Source data
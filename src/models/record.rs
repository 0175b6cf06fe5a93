use chrono::{DateTime, Local, Utc};
use serde::{Deserialize, Serialize};
use tokio_postgres::Row;
use uuid::Uuid;

use crate::error::PersistenceError;

/// The vitals form as submitted by the page.
///
/// Every field is free text and may be missing; nothing is validated.
#[derive(Debug, Clone, Default, Serialize, Deserialize)]
#[serde(default)]
pub struct VitalsForm {
    pub bp_sys: String,
    pub bp_dia: String,
    pub glucose: String,
    pub heart: String,
    pub chronic: String,
    pub symptoms: String,
}

/// A record that has been collected but not yet analyzed or stored.
#[derive(Debug, Clone)]
pub struct VitalsDraft {
    pub owner_uid: String,
    pub vitals: VitalsForm,
    /// Calendar date as shown to the user, e.g. `10/18/2026`.
    pub date: String,
    pub created_at: DateTime<Utc>,
}

impl VitalsDraft {
    /// Captures `form` for `owner_uid` at the current instant.
    pub fn capture(owner_uid: impl Into<String>, form: VitalsForm) -> Self {
        let created_at = Utc::now();
        Self {
            owner_uid: owner_uid.into(),
            vitals: form,
            date: display_date(&created_at.with_timezone(&Local)),
            created_at,
        }
    }

    /// Attaches the analysis text, producing the record that gets persisted.
    pub fn into_record(self, ai_analysis: String) -> VitalsRecord {
        let VitalsForm {
            bp_sys,
            bp_dia,
            glucose,
            heart,
            chronic,
            symptoms,
        } = self.vitals;

        VitalsRecord {
            id: Uuid::new_v4(),
            owner_uid: self.owner_uid,
            bp_sys,
            bp_dia,
            glucose,
            heart,
            chronic,
            symptoms,
            date: self.date,
            created_at: self.created_at,
            ai_analysis,
        }
    }
}

/// Formats a date the way the dashboard displays it (`M/D/YYYY`).
pub fn display_date<Tz: chrono::TimeZone>(at: &DateTime<Tz>) -> String
where
    Tz::Offset: std::fmt::Display,
{
    at.format("%-m/%-d/%Y").to_string()
}

/// Represents one stored vitals check.
#[derive(Debug, Clone, PartialEq, Serialize, Deserialize)]
pub struct VitalsRecord {
    /// The unique identifier for the record.
    pub id: Uuid,
    /// The principal that owns the record.
    pub owner_uid: String,
    /// Systolic blood pressure.
    pub bp_sys: String,
    /// Diastolic blood pressure.
    pub bp_dia: String,
    /// Glucose level.
    pub glucose: String,
    /// Heart rate.
    pub heart: String,
    /// Chronic conditions.
    pub chronic: String,
    /// Symptoms at the time of the check.
    pub symptoms: String,
    /// The date shown in the history list.
    pub date: String,
    /// The instant the record was created; drives ordering.
    pub created_at: DateTime<Utc>,
    /// The analysis returned by the inference endpoint.
    pub ai_analysis: String,
}

impl TryFrom<&Row> for VitalsRecord {
    type Error = PersistenceError;

    fn try_from(row: &Row) -> Result<Self, Self::Error> {
        fn column<'a, T: tokio_postgres::types::FromSql<'a>>(
            row: &'a Row,
            name: &str,
        ) -> Result<T, PersistenceError> {
            row.try_get(name)
                .map_err(|_| PersistenceError::MissingData(name.to_string()))
        }

        Ok(Self {
            id: column(row, "id")?,
            owner_uid: column(row, "owner_uid")?,
            bp_sys: column(row, "bp_sys")?,
            bp_dia: column(row, "bp_dia")?,
            glucose: column(row, "glucose")?,
            heart: column(row, "heart")?,
            chronic: column(row, "chronic")?,
            symptoms: column(row, "symptoms")?,
            date: column(row, "display_date")?,
            created_at: column(row, "created_at")?,
            ai_analysis: column(row, "ai_analysis")?,
        })
    }
}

### [YOUR ASSIGNMENT]
Filter the data above down to lines with the word "Serialize", and copy them.

### [ANSWER BOX]
use serde::{Deserialize, Serialize};
#[derive(Debug, Clone, Default, Serialize, Deserialize)]
#[derive(Debug, Clone, PartialEq, Serialize, Deserialize)]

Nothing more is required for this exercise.